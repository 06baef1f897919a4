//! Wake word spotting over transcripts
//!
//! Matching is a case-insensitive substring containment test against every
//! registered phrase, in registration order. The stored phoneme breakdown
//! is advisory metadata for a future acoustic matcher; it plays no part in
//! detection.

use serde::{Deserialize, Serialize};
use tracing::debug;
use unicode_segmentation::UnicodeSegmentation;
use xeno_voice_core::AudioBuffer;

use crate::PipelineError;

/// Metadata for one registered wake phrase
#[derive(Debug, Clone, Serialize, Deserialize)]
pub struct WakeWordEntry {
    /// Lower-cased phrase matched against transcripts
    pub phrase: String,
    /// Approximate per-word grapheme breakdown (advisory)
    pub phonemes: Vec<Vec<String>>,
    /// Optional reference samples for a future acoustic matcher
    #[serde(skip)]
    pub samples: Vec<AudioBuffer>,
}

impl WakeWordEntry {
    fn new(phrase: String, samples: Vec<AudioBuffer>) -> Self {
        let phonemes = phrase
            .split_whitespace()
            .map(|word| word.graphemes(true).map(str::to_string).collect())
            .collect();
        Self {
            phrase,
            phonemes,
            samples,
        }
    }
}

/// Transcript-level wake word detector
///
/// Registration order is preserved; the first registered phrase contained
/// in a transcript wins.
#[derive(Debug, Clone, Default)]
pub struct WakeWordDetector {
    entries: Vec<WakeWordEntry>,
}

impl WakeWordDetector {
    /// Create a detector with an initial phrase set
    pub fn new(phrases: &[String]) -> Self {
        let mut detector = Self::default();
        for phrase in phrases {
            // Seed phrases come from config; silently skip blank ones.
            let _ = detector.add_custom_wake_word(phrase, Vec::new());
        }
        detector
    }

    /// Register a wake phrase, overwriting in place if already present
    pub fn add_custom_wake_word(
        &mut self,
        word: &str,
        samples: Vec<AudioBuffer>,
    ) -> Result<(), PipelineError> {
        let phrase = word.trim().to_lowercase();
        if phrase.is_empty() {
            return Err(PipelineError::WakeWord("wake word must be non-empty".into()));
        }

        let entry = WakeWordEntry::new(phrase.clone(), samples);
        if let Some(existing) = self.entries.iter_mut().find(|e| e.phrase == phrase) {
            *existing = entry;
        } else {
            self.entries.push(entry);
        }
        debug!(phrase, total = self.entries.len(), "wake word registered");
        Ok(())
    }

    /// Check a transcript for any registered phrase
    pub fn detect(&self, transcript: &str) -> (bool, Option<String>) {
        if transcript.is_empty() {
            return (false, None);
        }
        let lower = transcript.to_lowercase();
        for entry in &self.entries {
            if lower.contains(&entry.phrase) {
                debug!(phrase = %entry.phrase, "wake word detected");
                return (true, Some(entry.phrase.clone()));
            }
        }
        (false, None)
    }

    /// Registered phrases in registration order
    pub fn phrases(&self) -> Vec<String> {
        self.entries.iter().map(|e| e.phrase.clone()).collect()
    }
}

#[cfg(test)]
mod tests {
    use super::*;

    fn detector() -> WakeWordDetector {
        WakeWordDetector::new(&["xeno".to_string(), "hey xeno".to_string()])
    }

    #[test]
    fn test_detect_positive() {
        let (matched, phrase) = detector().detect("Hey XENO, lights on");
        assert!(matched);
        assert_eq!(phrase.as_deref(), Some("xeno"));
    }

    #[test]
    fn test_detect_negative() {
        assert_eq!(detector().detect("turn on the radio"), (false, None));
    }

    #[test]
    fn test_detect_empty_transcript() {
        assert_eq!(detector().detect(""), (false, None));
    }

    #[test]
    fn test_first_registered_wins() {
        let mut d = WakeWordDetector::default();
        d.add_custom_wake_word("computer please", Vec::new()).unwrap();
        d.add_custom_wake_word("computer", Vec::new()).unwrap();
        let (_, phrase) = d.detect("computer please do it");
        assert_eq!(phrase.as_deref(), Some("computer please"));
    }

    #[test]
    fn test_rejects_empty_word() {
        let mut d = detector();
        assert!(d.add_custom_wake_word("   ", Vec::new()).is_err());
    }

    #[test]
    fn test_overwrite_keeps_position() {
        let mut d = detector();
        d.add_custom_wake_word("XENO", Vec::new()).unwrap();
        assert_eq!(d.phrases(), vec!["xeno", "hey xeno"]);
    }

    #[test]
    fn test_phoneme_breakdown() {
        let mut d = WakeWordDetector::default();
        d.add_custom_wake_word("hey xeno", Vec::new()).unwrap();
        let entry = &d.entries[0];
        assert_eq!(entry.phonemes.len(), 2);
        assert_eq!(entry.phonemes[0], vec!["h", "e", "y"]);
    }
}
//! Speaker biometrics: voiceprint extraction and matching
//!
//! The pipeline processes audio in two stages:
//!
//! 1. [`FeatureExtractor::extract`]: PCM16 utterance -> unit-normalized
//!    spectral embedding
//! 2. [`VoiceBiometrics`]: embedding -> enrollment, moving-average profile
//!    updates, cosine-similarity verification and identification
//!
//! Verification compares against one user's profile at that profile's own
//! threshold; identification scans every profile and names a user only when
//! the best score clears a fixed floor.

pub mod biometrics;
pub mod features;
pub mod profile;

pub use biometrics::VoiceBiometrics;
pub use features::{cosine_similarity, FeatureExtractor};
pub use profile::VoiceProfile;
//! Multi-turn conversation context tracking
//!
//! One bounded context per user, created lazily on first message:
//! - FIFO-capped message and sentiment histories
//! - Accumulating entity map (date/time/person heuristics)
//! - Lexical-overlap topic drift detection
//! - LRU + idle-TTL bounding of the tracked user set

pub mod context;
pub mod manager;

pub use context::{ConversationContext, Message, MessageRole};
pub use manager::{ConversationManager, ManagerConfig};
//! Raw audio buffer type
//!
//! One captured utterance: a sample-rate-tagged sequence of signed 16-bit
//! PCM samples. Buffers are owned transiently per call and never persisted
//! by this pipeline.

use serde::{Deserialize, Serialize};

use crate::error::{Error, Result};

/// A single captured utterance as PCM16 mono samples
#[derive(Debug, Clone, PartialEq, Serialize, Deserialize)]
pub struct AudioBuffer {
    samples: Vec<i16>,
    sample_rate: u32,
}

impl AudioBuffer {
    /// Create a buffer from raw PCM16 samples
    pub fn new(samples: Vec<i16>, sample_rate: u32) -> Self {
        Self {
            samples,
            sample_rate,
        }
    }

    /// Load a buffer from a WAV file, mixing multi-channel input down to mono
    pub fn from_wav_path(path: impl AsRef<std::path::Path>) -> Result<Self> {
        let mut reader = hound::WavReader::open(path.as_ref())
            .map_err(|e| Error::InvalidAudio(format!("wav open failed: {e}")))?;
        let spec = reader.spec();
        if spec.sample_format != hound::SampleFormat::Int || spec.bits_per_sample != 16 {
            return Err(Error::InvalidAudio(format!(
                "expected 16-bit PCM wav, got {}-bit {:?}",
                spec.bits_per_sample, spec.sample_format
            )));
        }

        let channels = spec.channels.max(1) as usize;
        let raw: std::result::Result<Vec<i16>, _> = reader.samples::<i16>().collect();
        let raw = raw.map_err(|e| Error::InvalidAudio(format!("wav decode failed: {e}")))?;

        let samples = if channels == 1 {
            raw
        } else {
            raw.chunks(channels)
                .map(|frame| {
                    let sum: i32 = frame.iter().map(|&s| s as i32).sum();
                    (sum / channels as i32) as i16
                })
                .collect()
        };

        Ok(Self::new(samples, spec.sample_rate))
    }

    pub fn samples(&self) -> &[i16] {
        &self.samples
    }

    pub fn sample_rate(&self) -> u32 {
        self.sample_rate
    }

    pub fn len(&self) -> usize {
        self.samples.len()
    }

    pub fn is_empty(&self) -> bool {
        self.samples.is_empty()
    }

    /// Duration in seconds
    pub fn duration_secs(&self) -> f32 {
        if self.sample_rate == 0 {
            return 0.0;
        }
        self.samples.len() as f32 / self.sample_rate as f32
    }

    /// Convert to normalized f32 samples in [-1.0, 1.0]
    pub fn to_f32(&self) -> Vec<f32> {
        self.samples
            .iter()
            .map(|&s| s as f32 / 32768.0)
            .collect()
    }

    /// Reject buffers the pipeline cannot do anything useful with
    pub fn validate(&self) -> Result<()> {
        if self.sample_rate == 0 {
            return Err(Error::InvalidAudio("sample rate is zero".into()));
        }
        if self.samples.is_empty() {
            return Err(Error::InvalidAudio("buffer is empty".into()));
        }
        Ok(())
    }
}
-------------------------
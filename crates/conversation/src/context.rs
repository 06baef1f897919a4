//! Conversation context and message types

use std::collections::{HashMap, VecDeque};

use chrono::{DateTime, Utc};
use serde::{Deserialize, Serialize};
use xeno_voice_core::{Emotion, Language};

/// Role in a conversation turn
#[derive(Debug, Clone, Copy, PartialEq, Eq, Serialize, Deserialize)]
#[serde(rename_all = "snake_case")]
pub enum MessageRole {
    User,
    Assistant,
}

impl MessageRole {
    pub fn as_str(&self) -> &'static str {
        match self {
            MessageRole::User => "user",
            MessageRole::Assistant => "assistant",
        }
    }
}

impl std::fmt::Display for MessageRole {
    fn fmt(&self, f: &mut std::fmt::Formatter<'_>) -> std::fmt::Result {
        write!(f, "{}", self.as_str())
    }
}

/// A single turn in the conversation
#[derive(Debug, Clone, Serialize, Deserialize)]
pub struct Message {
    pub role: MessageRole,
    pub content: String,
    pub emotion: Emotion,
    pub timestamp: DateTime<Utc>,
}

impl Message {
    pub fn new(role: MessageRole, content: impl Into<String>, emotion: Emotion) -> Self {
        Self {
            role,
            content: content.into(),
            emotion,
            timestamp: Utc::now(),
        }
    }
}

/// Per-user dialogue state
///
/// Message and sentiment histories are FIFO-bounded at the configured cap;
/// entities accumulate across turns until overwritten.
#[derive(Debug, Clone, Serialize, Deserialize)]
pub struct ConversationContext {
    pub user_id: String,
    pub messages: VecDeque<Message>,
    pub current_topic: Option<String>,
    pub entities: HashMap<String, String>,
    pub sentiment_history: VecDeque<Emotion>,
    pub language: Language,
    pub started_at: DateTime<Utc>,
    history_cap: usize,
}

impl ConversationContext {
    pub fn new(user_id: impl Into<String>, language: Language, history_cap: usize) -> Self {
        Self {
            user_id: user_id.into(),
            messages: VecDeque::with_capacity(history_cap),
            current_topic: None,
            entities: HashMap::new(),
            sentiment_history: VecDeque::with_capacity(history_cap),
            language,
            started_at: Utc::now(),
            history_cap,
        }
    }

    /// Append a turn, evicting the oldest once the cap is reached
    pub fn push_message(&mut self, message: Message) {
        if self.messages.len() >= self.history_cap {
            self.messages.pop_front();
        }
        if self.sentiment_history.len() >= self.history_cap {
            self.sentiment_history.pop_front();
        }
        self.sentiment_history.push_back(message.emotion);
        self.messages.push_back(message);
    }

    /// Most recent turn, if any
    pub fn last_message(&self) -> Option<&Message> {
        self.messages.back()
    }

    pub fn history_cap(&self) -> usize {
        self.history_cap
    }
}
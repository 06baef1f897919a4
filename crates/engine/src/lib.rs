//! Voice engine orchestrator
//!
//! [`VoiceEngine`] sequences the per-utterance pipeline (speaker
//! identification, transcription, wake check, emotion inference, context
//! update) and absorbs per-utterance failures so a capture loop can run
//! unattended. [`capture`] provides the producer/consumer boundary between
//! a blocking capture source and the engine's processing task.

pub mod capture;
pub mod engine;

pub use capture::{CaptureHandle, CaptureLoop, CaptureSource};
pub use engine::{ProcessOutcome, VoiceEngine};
-------------------------
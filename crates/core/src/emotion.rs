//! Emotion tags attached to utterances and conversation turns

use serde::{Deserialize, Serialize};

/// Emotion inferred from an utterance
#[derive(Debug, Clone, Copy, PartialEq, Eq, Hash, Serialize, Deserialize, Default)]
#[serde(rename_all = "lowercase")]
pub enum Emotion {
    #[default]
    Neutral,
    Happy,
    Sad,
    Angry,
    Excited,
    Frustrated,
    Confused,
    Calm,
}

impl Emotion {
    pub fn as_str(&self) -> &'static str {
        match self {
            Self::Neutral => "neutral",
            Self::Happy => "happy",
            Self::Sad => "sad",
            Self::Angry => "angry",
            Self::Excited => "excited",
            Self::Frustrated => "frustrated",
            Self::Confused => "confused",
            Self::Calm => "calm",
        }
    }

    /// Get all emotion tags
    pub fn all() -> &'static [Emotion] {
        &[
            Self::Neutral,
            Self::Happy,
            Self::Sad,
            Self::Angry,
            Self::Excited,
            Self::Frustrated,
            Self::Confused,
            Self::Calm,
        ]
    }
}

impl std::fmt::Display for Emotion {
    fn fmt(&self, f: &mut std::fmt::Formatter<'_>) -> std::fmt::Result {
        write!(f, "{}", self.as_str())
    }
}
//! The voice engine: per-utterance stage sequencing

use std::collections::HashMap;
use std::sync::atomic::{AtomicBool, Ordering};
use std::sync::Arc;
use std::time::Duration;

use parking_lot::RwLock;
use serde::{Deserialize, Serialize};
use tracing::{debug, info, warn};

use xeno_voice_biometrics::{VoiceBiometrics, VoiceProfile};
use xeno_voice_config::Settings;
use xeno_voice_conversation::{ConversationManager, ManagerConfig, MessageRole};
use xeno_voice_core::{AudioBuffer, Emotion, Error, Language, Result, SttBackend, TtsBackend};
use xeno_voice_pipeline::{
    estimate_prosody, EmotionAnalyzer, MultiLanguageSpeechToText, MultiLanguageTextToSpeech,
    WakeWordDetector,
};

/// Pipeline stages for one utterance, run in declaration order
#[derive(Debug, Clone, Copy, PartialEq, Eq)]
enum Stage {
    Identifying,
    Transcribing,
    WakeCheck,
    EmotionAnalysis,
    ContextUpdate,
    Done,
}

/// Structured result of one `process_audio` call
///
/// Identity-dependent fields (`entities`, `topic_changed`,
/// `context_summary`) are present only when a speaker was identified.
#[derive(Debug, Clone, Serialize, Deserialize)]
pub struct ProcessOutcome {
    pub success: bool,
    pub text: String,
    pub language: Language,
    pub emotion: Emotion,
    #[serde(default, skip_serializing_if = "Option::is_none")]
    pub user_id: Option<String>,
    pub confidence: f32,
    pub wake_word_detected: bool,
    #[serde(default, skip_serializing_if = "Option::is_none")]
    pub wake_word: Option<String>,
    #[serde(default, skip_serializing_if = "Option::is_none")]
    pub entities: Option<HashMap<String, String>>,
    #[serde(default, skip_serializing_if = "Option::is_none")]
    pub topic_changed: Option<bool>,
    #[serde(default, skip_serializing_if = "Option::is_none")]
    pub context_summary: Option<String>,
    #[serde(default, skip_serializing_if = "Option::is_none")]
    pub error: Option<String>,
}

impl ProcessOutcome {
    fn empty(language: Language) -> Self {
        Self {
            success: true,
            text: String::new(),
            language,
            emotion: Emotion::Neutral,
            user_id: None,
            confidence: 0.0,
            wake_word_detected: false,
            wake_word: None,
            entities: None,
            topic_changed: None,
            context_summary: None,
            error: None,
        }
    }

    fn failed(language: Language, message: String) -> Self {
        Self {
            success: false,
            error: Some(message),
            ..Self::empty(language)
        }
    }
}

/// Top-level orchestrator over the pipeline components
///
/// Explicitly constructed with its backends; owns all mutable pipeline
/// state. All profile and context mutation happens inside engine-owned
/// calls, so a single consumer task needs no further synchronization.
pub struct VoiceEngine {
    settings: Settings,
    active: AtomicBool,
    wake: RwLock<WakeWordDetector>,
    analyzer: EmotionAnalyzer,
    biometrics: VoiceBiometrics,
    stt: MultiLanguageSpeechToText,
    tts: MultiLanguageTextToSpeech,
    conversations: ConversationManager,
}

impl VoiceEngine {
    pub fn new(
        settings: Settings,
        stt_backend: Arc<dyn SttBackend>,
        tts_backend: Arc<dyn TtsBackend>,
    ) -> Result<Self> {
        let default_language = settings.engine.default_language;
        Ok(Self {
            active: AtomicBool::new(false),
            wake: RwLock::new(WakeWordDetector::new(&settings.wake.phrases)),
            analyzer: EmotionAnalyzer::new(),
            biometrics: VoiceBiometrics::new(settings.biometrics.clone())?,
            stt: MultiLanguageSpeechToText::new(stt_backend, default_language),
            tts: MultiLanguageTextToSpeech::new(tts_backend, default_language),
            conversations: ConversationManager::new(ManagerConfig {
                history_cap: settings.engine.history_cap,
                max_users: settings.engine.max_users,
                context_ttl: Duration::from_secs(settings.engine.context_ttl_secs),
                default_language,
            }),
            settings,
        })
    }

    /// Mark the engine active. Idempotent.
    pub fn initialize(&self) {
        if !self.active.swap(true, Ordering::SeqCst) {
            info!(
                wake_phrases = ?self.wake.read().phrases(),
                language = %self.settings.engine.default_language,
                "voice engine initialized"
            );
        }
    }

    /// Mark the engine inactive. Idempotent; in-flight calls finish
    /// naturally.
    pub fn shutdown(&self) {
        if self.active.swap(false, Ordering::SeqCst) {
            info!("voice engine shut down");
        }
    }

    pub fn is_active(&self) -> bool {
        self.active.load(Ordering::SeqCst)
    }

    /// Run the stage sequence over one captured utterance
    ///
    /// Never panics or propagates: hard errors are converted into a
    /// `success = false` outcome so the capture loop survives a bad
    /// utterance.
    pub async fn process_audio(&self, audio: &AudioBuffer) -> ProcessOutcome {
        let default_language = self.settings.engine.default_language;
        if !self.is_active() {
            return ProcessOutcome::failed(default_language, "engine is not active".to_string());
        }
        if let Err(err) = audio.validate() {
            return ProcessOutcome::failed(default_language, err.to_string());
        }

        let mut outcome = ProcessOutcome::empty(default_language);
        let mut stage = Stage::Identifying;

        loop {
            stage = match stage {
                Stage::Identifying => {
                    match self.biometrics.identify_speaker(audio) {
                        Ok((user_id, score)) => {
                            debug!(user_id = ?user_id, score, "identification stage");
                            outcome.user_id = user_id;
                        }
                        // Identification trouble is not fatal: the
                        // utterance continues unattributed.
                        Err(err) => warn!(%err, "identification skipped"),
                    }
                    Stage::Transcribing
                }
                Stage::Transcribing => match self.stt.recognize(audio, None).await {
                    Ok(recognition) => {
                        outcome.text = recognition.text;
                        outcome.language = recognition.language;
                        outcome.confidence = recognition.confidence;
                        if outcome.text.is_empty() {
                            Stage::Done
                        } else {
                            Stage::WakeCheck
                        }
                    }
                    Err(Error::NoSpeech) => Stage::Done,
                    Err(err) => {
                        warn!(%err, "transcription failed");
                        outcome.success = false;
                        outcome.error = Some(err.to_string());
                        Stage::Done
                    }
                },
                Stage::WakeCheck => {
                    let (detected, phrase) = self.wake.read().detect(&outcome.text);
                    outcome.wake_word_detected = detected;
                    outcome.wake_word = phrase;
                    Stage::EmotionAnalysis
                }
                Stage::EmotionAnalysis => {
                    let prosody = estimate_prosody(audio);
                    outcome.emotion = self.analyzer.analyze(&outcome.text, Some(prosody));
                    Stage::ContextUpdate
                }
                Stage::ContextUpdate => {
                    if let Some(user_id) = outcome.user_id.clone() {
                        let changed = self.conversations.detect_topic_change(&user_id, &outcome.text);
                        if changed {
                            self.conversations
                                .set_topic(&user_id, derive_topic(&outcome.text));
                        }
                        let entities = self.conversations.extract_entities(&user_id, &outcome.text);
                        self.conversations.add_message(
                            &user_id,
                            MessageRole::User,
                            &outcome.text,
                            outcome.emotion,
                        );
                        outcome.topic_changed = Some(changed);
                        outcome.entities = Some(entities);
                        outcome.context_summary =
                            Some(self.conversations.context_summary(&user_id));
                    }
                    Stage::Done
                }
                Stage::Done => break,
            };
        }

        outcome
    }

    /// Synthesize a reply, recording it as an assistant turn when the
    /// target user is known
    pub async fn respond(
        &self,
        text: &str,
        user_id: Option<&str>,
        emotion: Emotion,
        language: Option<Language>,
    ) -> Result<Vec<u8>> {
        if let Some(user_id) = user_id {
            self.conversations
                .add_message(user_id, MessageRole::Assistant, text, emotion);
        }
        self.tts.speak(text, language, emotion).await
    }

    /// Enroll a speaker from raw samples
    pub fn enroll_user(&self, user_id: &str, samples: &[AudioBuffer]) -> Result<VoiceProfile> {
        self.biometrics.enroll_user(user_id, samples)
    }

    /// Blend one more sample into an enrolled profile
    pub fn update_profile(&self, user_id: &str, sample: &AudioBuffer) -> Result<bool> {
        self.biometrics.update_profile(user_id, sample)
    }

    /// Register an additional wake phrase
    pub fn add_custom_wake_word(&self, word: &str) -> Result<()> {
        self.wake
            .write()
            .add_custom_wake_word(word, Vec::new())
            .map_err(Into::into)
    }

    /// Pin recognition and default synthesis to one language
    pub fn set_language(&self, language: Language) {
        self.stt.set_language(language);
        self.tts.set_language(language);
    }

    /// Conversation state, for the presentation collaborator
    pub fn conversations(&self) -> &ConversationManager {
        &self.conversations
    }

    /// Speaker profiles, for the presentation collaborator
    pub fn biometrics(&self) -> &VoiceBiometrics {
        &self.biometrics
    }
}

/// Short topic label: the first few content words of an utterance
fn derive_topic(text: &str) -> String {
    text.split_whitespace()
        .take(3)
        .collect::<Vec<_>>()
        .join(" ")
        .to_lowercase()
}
-------------------------
* Assigned task
Could you tally how many lines of the material above include the word "SeqCst" and reply with only that count?

* Solution to the problem
3